Things definitely didn’t get that simple in 2019 at Burning Man, the annual arts, performance and music festival held in the Nevada desert. During his DJ set, before which Streten had taken two acid tablets, someone near the front of the crowd held up a whiteboard on a pole. On it were written the words: DOES FLUME EAT ASS?
Streten replied in the affirmative and the sign bearer erased it and wrote a new message: PROVE IT.
Streten’s girlfriend, American actress Paige Elkington, took the opportunity to step into the DJ booth and present her ass to her boyfriend. And then?
“And then I smashed my face into his butt,” says Streten.
The video of those few seconds went viral. Streten reckons he’s garnered ten times more attention than anything he’s ever done in his career. The more sinister tabloids went with headlines like: “FLUME PERFORMS X-RATED SEX ACT AT WILD ORGY FESTIVAL”.
Streten thought it was pretty funny until a campaign he had negotiated with Qantas was suddenly taken off the table. He then began to worry about the consequences but ultimately saw it all as a blessing.

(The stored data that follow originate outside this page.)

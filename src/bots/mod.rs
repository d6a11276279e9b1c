//! Outgoing bots and the registry the dispatcher looks them up in.

pub mod onebot;
pub mod telegram;

use std::sync::Arc;
use std::time::Duration;

use async_trait::async_trait;
use tracing::info;

use crate::config::{BotConfig, Platform};
use crate::dispatch::Destination;
use crate::error::{ChannelError, ConfigError, Error};

pub use onebot::OneBot;
pub use telegram::TelegramBot;

/// Upper bound on one HTTP request to a bot API.
pub const HTTP_TIMEOUT: Duration = Duration::from_secs(15);

/// HTTP client for the bot drivers.
fn http_client() -> Result<reqwest::Client, ChannelError> {
    reqwest::Client::builder()
        .timeout(HTTP_TIMEOUT)
        .build()
        .map_err(|e| ChannelError::Http(format!("failed to build http client: {e}")))
}

/// A bot instance able to deliver text to a destination.
#[async_trait]
pub trait Bot: Send + Sync {
    fn platform(&self) -> Platform;

    fn self_id(&self) -> &str;

    /// Deliver `content`. One attempt, no retry.
    async fn send_message(&self, destination: &Destination, content: &str)
    -> Result<(), ChannelError>;

    /// Check the bot is reachable with its credentials.
    async fn health_check(&self) -> Result<(), ChannelError> {
        Ok(())
    }
}

/// Lookup of active bots by platform and self id.
pub trait BotRegistry: Send + Sync {
    fn find(&self, platform: Platform, self_id: &str) -> Option<Arc<dyn Bot>>;

    /// `platform,self_id` of every registered bot, for diagnostics.
    fn available(&self) -> Vec<String>;
}

/// Registry over a fixed set of bots built at startup.
#[derive(Default)]
pub struct StaticBotRegistry {
    bots: Vec<Arc<dyn Bot>>,
}

impl StaticBotRegistry {
    pub fn new() -> Self {
        Self::default()
    }

    pub fn add(&mut self, bot: Arc<dyn Bot>) {
        self.bots.push(bot);
    }

    /// Build one bot per config entry. Secrets are read here, so a missing
    /// token variable fails startup.
    pub fn from_configs(configs: &[BotConfig]) -> Result<Self, Error> {
        let mut registry = Self::new();
        for config in configs {
            let bot: Arc<dyn Bot> = match config.platform {
                Platform::Telegram => {
                    let token = config.token()?.ok_or_else(|| ConfigError::MissingRequired {
                        key: format!("bots[{}].token_env", config.self_id),
                        hint: "Telegram bots need a bot token.".into(),
                    })?;
                    Arc::new(TelegramBot::new(config.self_id.clone(), token)?)
                }
                Platform::Onebot => {
                    let endpoint =
                        config
                            .endpoint
                            .clone()
                            .ok_or_else(|| ConfigError::MissingRequired {
                                key: format!("bots[{}].endpoint", config.self_id),
                                hint: "OneBot bots need the HTTP API base URL.".into(),
                            })?;
                    Arc::new(OneBot::new(config.self_id.clone(), endpoint, config.token()?)?)
                }
                other => {
                    return Err(ConfigError::InvalidValue {
                        key: format!("bots[{}].platform", config.self_id),
                        message: format!("no sender available for platform {other}"),
                    }
                    .into());
                }
            };
            info!(platform = %bot.platform(), self_id = %bot.self_id(), "Registered bot");
            registry.add(bot);
        }
        Ok(registry)
    }

    pub fn len(&self) -> usize {
        self.bots.len()
    }

    pub fn is_empty(&self) -> bool {
        self.bots.is_empty()
    }
}

impl BotRegistry for StaticBotRegistry {
    fn find(&self, platform: Platform, self_id: &str) -> Option<Arc<dyn Bot>> {
        self.bots
            .iter()
            .find(|b| b.platform() == platform && b.self_id() == self_id)
            .cloned()
    }

    fn available(&self) -> Vec<String> {
        self.bots
            .iter()
            .map(|b| format!("{},{}", b.platform(), b.self_id()))
            .collect()
    }
}

#[cfg(test)]
mod tests {
    use super::*;

    struct NullBot {
        platform: Platform,
        self_id: String,
    }

    #[async_trait]
    impl Bot for NullBot {
        fn platform(&self) -> Platform {
            self.platform
        }
        fn self_id(&self) -> &str {
            &self.self_id
        }
        async fn send_message(&self, _: &Destination, _: &str) -> Result<(), ChannelError> {
            Ok(())
        }
    }

    fn registry() -> StaticBotRegistry {
        let mut registry = StaticBotRegistry::new();
        registry.add(Arc::new(NullBot {
            platform: Platform::Telegram,
            self_id: "relay".into(),
        }));
        registry.add(Arc::new(NullBot {
            platform: Platform::Onebot,
            self_id: "10001".into(),
        }));
        registry
    }

    #[test]
    fn finds_by_platform_and_id() {
        let registry = registry();
        let bot = registry.find(Platform::Onebot, "10001").unwrap();
        assert_eq!(bot.self_id(), "10001");
        assert!(registry.find(Platform::Telegram, "10001").is_none());
        assert!(registry.find(Platform::Onebot, "relay").is_none());
    }

    #[test]
    fn lists_available_bots() {
        assert_eq!(registry().available(), vec!["telegram,relay", "onebot,10001"]);
        assert!(StaticBotRegistry::new().available().is_empty());
    }

    #[test]
    fn from_configs_builds_onebot_without_token() {
        let configs = vec![BotConfig {
            platform: Platform::Onebot,
            self_id: "10001".into(),
            token_env: None,
            endpoint: Some("http://127.0.0.1:5700".into()),
        }];
        let registry = StaticBotRegistry::from_configs(&configs).unwrap();
        assert_eq!(registry.len(), 1);
        assert!(registry.find(Platform::Onebot, "10001").is_some());
    }

    #[test]
    fn from_configs_fails_on_missing_token_var() {
        // SAFETY: no other test reads this variable.
        unsafe { std::env::remove_var("MAIL_RELAY_TEST_MISSING_TOKEN") };
        let configs = vec![BotConfig {
            platform: Platform::Telegram,
            self_id: "relay".into(),
            token_env: Some("MAIL_RELAY_TEST_MISSING_TOKEN".into()),
            endpoint: None,
        }];
        let err = StaticBotRegistry::from_configs(&configs).err().unwrap();
        assert!(matches!(err, Error::Config(ConfigError::MissingEnvVar(_))));
    }

    #[tokio::test]
    async fn health_check_defaults_to_healthy() {
        let bot = NullBot {
            platform: Platform::Telegram,
            self_id: "relay".into(),
        };
        assert!(bot.health_check().await.is_ok());
    }
}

“Until then, I was considered the Michael Cera of EDM,” he smiles. “I had this impeccable image. Because of what happened, I can now say or do whatever I want. I don’t have to be this perfect person all the time. It was liberating. »
As we speak, a group of three ibises roams on stilts in the pond in front of us. Australia’s native birds are featured in the illustration for each of the trails. Palace. Streten pulls out his phone and shows me some of the images Zawada created, including a dreamlike rendering of an ibis – the bird that earned the unflattering nickname “bin chicken” – with colored glass marbles in and under its beak. “Me and Zawada felt that trash chickens don’t have a good reputation,” he says, “and it was time to show their good side.”
Besides Polachek and Oklou, the guest list on the new record includes Spanish DJ/producer Virgen Maria, Australian singers MAY-A, Emma Louise and regular collaborator Kucka. The album’s title track is fronted by Damon Albarn of Blur and Gorillaz, and features the bird, insect and nature sounds that Streten recorded around where he now lives. He wanted to incorporate his new life into his new music.
And he’s already planning to push things even further on the next record. Streten played saxophone for a decade when he was younger and he recently picked it up again.
“I want to incorporate it into my music, but do it in a non-traditional way. I mean, everyone knows what a fucking saxophone sounds like, but I want to treat it in a way that makes it feel new and fresh.
We head back to the steps of the Art Gallery of NSW, where we met two hours earlier, and just before we part ways he reveals one more thing about where he might go next.
“I thought about singing,” he says. “I’m not an extraordinary singer, but I can make myself heard well thanks to technology. It’s a little scary for me because it’s a new frontier that I haven’t explored yet. But I’m doing this long enough now that I’ve been ready for new frontiers.
Maybe it’s another “OK, this is crazy” moment. But those are exactly the kind of moments that Harley Streten has learned to grab with both hands and then run with.
Palace releases May 20. Flume will tour Australia in November and December.